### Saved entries
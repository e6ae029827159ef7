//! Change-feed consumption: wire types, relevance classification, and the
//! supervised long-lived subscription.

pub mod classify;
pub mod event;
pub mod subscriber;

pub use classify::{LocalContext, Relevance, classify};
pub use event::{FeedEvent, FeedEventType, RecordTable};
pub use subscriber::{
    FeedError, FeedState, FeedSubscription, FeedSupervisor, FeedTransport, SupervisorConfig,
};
---
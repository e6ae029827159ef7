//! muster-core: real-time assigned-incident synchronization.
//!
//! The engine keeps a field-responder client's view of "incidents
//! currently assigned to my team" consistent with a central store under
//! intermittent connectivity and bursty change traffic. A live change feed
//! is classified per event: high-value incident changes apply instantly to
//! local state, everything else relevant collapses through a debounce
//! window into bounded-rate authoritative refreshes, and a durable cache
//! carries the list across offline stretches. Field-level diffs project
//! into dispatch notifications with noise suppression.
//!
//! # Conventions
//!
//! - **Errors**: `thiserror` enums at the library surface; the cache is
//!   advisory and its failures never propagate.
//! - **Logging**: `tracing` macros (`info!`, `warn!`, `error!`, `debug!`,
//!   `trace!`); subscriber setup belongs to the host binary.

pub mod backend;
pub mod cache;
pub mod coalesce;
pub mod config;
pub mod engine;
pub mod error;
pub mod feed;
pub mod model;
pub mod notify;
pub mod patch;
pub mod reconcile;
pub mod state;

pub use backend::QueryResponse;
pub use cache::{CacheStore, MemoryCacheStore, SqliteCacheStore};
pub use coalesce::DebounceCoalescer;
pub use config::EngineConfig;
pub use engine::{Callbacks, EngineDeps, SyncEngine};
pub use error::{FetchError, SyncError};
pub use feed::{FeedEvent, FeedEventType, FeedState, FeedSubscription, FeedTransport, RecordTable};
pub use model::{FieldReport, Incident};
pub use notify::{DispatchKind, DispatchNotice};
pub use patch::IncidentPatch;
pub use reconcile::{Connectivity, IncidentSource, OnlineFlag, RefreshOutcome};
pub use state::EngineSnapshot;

### WORK INSTRUCTIONS
What is needed is every line of the records above that contains the word "coalesce".

### FINAL ANSWER
pub mod coalesce;
pub use coalesce::DebounceCoalescer;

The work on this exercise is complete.